Stocks hold steady...Oil prices down... US and Canada to resume trade talks next week
NEW YORK (AP) — Stocks hardly budged today as the U.S. and Canada were unable to complete a trade deal, but the two sides intend to continue negotiating next week. The S&P 500 inched up less than 1 point to 2,901. The Dow slipped 22 points, or 0.1 percent, to 25,964 and the Nasdaq rose 21 points, or 0.3 percent, to 8,109. The Russell 2000 index of smaller-company stocks gained 8 points, or 0.5 percent, to close at a record high of 1,740.
NEW YORK (AP) — Oil prices have fallen. Benchmark U.S. crude slipped 0.6 percent today to $69.80 a barrel in New York.
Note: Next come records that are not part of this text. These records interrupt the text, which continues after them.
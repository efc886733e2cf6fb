//! Utility functions for rule implementations.

pub mod allowance;
pub mod naming;

#[doc(inline)]
pub use allowance::{AllowCheck, Allowances};
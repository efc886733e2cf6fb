//! Rule requiring `lower_snake_case` variable and parameter names.
//!
//! File-scope constants are left to [`crate::ConstantNaming`].

use barrc_lint_core::utils::naming::{is_lower_snake, to_snake_case};
use barrc_lint_core::{
    Category, DeclKind, FileContext, Replacement, Rule, Severity, Suggestion, TranslationUnit,
    Violation,
};

/// Rule code for barrc-naming-variable.
pub const CODE: &str = "NAMING_VARIABLE";

/// Rule name for barrc-naming-variable.
pub const NAME: &str = "barrc-naming-variable";

/// Requires variables and parameters to be `lower_snake_case`.
#[derive(Debug, Clone)]
pub struct VariableNaming {
    /// Custom severity.
    pub severity: Severity,
}

impl Default for VariableNaming {
    fn default() -> Self {
        Self::new()
    }
}

impl VariableNaming {
    /// Creates a new rule with default settings.
    #[must_use]
    pub fn new() -> Self {
        Self {
            severity: Severity::Error,
        }
    }

    /// Sets the severity level.
    #[must_use]
    pub fn severity(mut self, severity: Severity) -> Self {
        self.severity = severity;
        self
    }
}

impl Rule for VariableNaming {
    fn name(&self) -> &'static str {
        NAME
    }

    fn code(&self) -> &'static str {
        CODE
    }

    fn description(&self) -> &'static str {
        "Variable and parameter names must be lower_snake_case"
    }

    fn category(&self) -> Category {
        Category::Naming
    }

    fn default_severity(&self) -> Severity {
        self.severity
    }

    fn check(&self, ctx: &FileContext, unit: &TranslationUnit) -> Vec<Violation> {
        unit.declarations
            .iter()
            .filter(|d| matches!(d.kind, DeclKind::Variable | DeclKind::Parameter))
            .filter(|d| !is_lower_snake(&d.name))
            .map(|decl| {
                let location = ctx.decl_location(decl);
                let fixed = to_snake_case(&decl.name);
                Violation::new(
                    CODE,
                    NAME,
                    self.severity,
                    location.clone(),
                    format!(
                        "{} '{}' should be lower_snake_case",
                        decl.kind, decl.name
                    ),
                )
                .with_suggestion(Suggestion::with_fix(
                    format!("rename to '{fixed}'"),
                    Replacement::rename(location, fixed, unit.scope_of(decl)),
                ))
                .with_doc_ref("BARR-C:2018 Rule 7.1")
            })
            .collect()
    }
}

#[cfg(test)]
mod tests {
    use super::*;

    fn check_code(code: &str) -> Vec<Violation> {
        let unit = TranslationUnit::parse(code).unwrap();
        VariableNaming::new().check(&FileContext::anonymous(code), &unit)
    }

    #[test]
    fn test_detects_camel_case_local() {
        let violations = check_code("void LED_Init(void) {\n    int ledPin = 13;\n}\n");
        assert_eq!(violations.len(), 1);
        assert_eq!((violations[0].location.line, violations[0].location.column), (2, 9));
        assert_eq!(
            violations[0].message,
            "variable 'ledPin' should be lower_snake_case"
        );
        assert_eq!(
            violations[0].suggestion.as_ref().unwrap().message,
            "rename to 'led_pin'"
        );
    }

    #[test]
    fn test_detects_parameters_once_each() {
        let violations = check_code("void UART_Send(const uint8_t *txBuf, uint16_t Len, uint8_t ok);");
        let names: Vec<_> = violations.iter().map(|v| v.message.as_str()).collect();
        assert_eq!(
            names,
            vec![
                "parameter 'txBuf' should be lower_snake_case",
                "parameter 'Len' should be lower_snake_case",
            ]
        );
    }

    #[test]
    fn test_allows_snake_case_and_ignores_constants() {
        let code = "static const uint8_t MAX_LEVEL = 9;\nuint8_t g_level;\nvoid LED_Init(void) { uint8_t led_pin = 13; }\n";
        assert!(check_code(code).is_empty());
    }

    #[test]
    fn test_rename_scope_is_enclosing_function() {
        let code = "void A_B(void) { int myVal = 0; myVal++; }\nint other;";
        let violations = check_code(code);
        let replacement = violations[0]
            .suggestion
            .as_ref()
            .unwrap()
            .replacement
            .as_ref()
            .unwrap();
        assert_eq!(
            replacement.scope,
            barrc_lint_core::ReplaceScope::Identifier {
                start: 0,
                end: code.find('\n').unwrap()
            }
        );
    }
}
use crate::models::HealthResponse;
use actix_web::{HttpResponse, Responder, get};

/// # Health Check Endpoint
///
/// Returns the current health status of the service along with the running
/// version and a timestamp.
///
/// ## Response
///
/// - **200 OK**: Service is healthy
///   - Body: JSON object with `status` ("UP"), `version` and `timestamp`
///     in ISO 8601 format
#[utoipa::path(
    get,
    path = "/api/v1/health",
    responses(
        (status = 200, description = "Service is healthy", body = HealthResponse)
    ),
    tag = "Health Check"
)]
#[get("/health")]
pub async fn health() -> impl Responder {
    HttpResponse::Ok().json(HealthResponse::up())
}

/// Registers the health endpoint with the Actix-web service configuration.
pub fn configure_routes(cfg: &mut actix_web::web::ServiceConfig) {
    cfg.service(health);
}

#[cfg(test)]
mod tests {
    use super::*;
    use actix_web::{App, test};
    use serde_json::from_str;

    #[actix_web::test]
    async fn test_health_endpoint() {
        let app = test::init_service(App::new().configure(configure_routes)).await;

        let req = test::TestRequest::get().uri("/health").to_request();
        let resp = test::call_service(&app, req).await;
        assert!(resp.status().is_success());

        let body = test::read_body(resp).await;
        let body_str = std::str::from_utf8(&body).unwrap();
        let health_response: HealthResponse = from_str(body_str).unwrap();

        assert_eq!(health_response.status, "UP");
        assert!(!health_response.timestamp.is_empty());
    }
}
Across the pond, Brent crude, used to price international oils, dipped 0.5 percent to $77.42 a barrel in London. In other commodity futures trading, wholesale gasoline was unchanged at $2.14 a gallon. Heating oil lost 0.3 percent to $2.24 a gallon and natural gas gained 1.5 percent to $2.92 per 1,000 cubic feet.
WASHINGTON (AP) — Canada’s top trade negotiator, Minister of Foreign Affairs Chrystia Freeland, is expressing confidence that Canada can reach a deal with the United States on a revamped North American trade agreement that could please all sides. Freeland told reporters after talks with U.S. Trade Rep. Robert Lighthizer today “We know a win-win-win agreement is within reach,” The bi=lateral talks are set to resume Wednesday.
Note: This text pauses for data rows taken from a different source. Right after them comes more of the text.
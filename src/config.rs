use std::env;
use std::time::Duration;

/// Centralized environment configuration for the sanitization pipeline.
///
/// Every knob has a default so the service runs without a `.env` file; values
/// are read once at startup. Durations are configured in milliseconds.
///
/// | Variable                  | Default | Meaning                               |
/// |---------------------------|---------|---------------------------------------|
/// | `MAX_CONCURRENT_LOOKUPS`  | 32      | In-flight MX resolutions per batch    |
/// | `DNS_ATTEMPT_TIMEOUT_MS`  | 2000    | Timeout for a single lookup attempt   |
/// | `DNS_MAX_RETRIES`         | 2       | Retries after a transient DNS failure |
/// | `DNS_BACKOFF_BASE_MS`     | 300     | Linear backoff step between attempts  |
/// | `BATCH_DEADLINE_MS`       | unset   | Overall deadline for one batch        |
#[derive(Debug, Clone, PartialEq, Eq)]
pub struct SanitizerConfig {
    pub max_concurrent_lookups: usize,
    pub dns_attempt_timeout: Duration,
    pub dns_max_retries: u32,
    pub dns_backoff_base: Duration,
    pub batch_deadline: Option<Duration>,
}

impl Default for SanitizerConfig {
    fn default() -> Self {
        Self {
            max_concurrent_lookups: 32,
            dns_attempt_timeout: Duration::from_millis(2000),
            dns_max_retries: 2,
            dns_backoff_base: Duration::from_millis(300),
            batch_deadline: None,
        }
    }
}

impl SanitizerConfig {
    /// Build the configuration from environment variables, falling back to
    /// defaults for anything unset or unparsable.
    pub fn from_env() -> Self {
        let defaults = Self::default();

        Self {
            max_concurrent_lookups: parse_var("MAX_CONCURRENT_LOOKUPS")
                .filter(|&n| n > 0)
                .unwrap_or(defaults.max_concurrent_lookups),
            dns_attempt_timeout: parse_var("DNS_ATTEMPT_TIMEOUT_MS")
                .map(Duration::from_millis)
                .unwrap_or(defaults.dns_attempt_timeout),
            dns_max_retries: parse_var("DNS_MAX_RETRIES").unwrap_or(defaults.dns_max_retries),
            dns_backoff_base: parse_var("DNS_BACKOFF_BASE_MS")
                .map(Duration::from_millis)
                .unwrap_or(defaults.dns_backoff_base),
            batch_deadline: parse_var("BATCH_DEADLINE_MS").map(Duration::from_millis),
        }
    }
}

fn parse_var<T: std::str::FromStr>(name: &str) -> Option<T> {
    env::var(name).ok().and_then(|raw| raw.parse().ok())
}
UNDATED (AP) — United Airlines is raising checked-bag fees for many passengers, matching a move earlier this week by JetBlue Airways. United raised fees for checking a first bag from $25 to $30 and a second bag from $35 to $40 for tickets issued on or after today. The fees cover flights in North and Central America and the Caribbean. Chicago-based United says the money helps it invest in “the overall customer experience.”
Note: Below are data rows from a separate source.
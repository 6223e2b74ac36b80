use serde::{Deserialize, Serialize};
use utoipa::ToSchema;

use crate::error::CheckFailure;

fn default_true() -> bool {
    true
}

/// # Validation Options
///
/// Per-request switches for the sanitization pipeline stages. Every check is
/// enabled by default, including when the field is omitted from a JSON body.
///
/// ## Fields
/// - `checkFormat`: apply the syntactic shape check
/// - `checkDisposable`: apply the disposable-domain denylist check
/// - `checkMx`: apply the live DNS MX verification
/// - `removeDuplicates`: collapse duplicate addresses before validation
///
/// ## Example JSON
/// ```json
/// { "checkFormat": true, "checkMx": false }
/// ```
#[derive(Debug, Clone, Copy, PartialEq, Eq, Serialize, Deserialize, ToSchema)]
#[serde(rename_all = "camelCase")]
pub struct ValidationOptions {
    #[serde(default = "default_true")]
    pub check_format: bool,
    #[serde(default = "default_true")]
    pub check_disposable: bool,
    #[serde(default = "default_true")]
    pub check_mx: bool,
    #[serde(default = "default_true")]
    pub remove_duplicates: bool,
}

impl Default for ValidationOptions {
    fn default() -> Self {
        Self {
            check_format: true,
            check_disposable: true,
            check_mx: true,
            remove_duplicates: true,
        }
    }
}

/// Outcome for a single processed address.
///
/// `reason` is set exactly when the address is invalid, or when it is valid
/// but the MX check could not be completed — in that case the address still
/// counts as valid and the reason is informational only.
#[derive(Debug, Clone, PartialEq, Eq, Serialize, Deserialize, ToSchema)]
#[serde(rename_all = "camelCase")]
pub struct ValidationResult {
    pub email: String,
    pub is_valid: bool,
    #[serde(skip_serializing_if = "Option::is_none")]
    pub reason: Option<String>,
}

impl ValidationResult {
    pub fn valid(email: String) -> Self {
        Self {
            email,
            is_valid: true,
            reason: None,
        }
    }

    /// Valid, but the DNS path could not prove or disprove mail service.
    pub fn valid_with_caveat(email: String, reason: String) -> Self {
        Self {
            email,
            is_valid: true,
            reason: Some(reason),
        }
    }

    pub fn rejected(email: String, failure: CheckFailure) -> Self {
        Self {
            email,
            is_valid: false,
            reason: Some(failure.to_string()),
        }
    }
}

/// Aggregate counters for one sanitization run.
///
/// Invariants: `total` counts non-empty normalized addresses before
/// deduplication; `valid + invalid` equals the deduplicated count;
/// `duplicates` is `total - deduplicated` when deduplication ran, else 0.
#[derive(Debug, Clone, Copy, PartialEq, Eq, Default, Serialize, Deserialize, ToSchema)]
pub struct ValidationStats {
    pub total: usize,
    pub valid: usize,
    pub invalid: usize,
    pub duplicates: usize,
}

/// # Sanitization Report
///
/// The partitioned result of one batch: every deduplicated address lands in
/// exactly one of `validEmails` or `invalidEmails`, none is dropped.
/// `warnings` repeats the valid-with-caveat entries (addresses whose MX check
/// was inconclusive) so callers can surface them; those addresses also appear
/// in `validEmails`.
///
/// ## Example JSON
/// ```json
/// {
///   "validEmails": ["a@b.com"],
///   "invalidEmails": [
///     { "email": "bad-email", "isValid": false, "reason": "Email address has invalid syntax" }
///   ],
///   "warnings": [],
///   "stats": { "total": 4, "valid": 1, "invalid": 2, "duplicates": 1 }
/// }
/// ```
#[derive(Debug, Clone, PartialEq, Eq, Serialize, Deserialize, ToSchema)]
#[serde(rename_all = "camelCase")]
pub struct SanitizationReport {
    pub valid_emails: Vec<String>,
    pub invalid_emails: Vec<ValidationResult>,
    #[serde(default)]
    pub warnings: Vec<ValidationResult>,
    pub stats: ValidationStats,
}

impl SanitizationReport {
    pub fn empty() -> Self {
        Self {
            valid_emails: Vec::new(),
            invalid_emails: Vec::new(),
            warnings: Vec::new(),
            stats: ValidationStats::default(),
        }
    }
}

#[cfg(test)]
mod tests {
    use super::*;

    #[test]
    fn options_default_to_all_enabled() {
        let options: ValidationOptions = serde_json::from_str("{}").unwrap();
        assert_eq!(options, ValidationOptions::default());
        assert!(options.check_format);
        assert!(options.check_disposable);
        assert!(options.check_mx);
        assert!(options.remove_duplicates);
    }

    #[test]
    fn options_accept_partial_bodies() {
        let options: ValidationOptions =
            serde_json::from_str(r#"{"checkMx": false, "removeDuplicates": false}"#).unwrap();
        assert!(options.check_format);
        assert!(!options.check_mx);
        assert!(!options.remove_duplicates);
    }

    #[test]
    fn rejected_result_carries_reason() {
        let result = ValidationResult::rejected("x".into(), CheckFailure::InvalidFormat);
        assert!(!result.is_valid);
        assert_eq!(result.reason.as_deref(), Some("Email address has invalid syntax"));
    }

    #[test]
    fn valid_result_serializes_without_reason() {
        let json = serde_json::to_string(&ValidationResult::valid("a@b.com".into())).unwrap();
        assert!(!json.contains("reason"));
        assert!(json.contains(r#""isValid":true"#));
    }

    #[test]
    fn report_round_trips_through_json() {
        let report = SanitizationReport {
            valid_emails: vec!["a@b.com".into()],
            invalid_emails: vec![ValidationResult::rejected(
                "bad".into(),
                CheckFailure::InvalidFormat,
            )],
            warnings: Vec::new(),
            stats: ValidationStats {
                total: 2,
                valid: 1,
                invalid: 1,
                duplicates: 0,
            },
        };

        let json = serde_json::to_string(&report).unwrap();
        let back: SanitizationReport = serde_json::from_str(&json).unwrap();
        assert_eq!(back, report);
    }
}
NEW YORK (AP) — The Village Voice, the Pulitzer Prize-winning alternative weekly known for its muckraking investigations, exhaustive arts criticism, naughty personal ads and neurosis-laden cartoons, is going out of business after 63 years. Its publisher says the paper is ceasing publication altogether because of financial problems, a year after it stopped circulating in print and went to digital-only. Eight of the Voice’s 18 remaining staffers were laid off.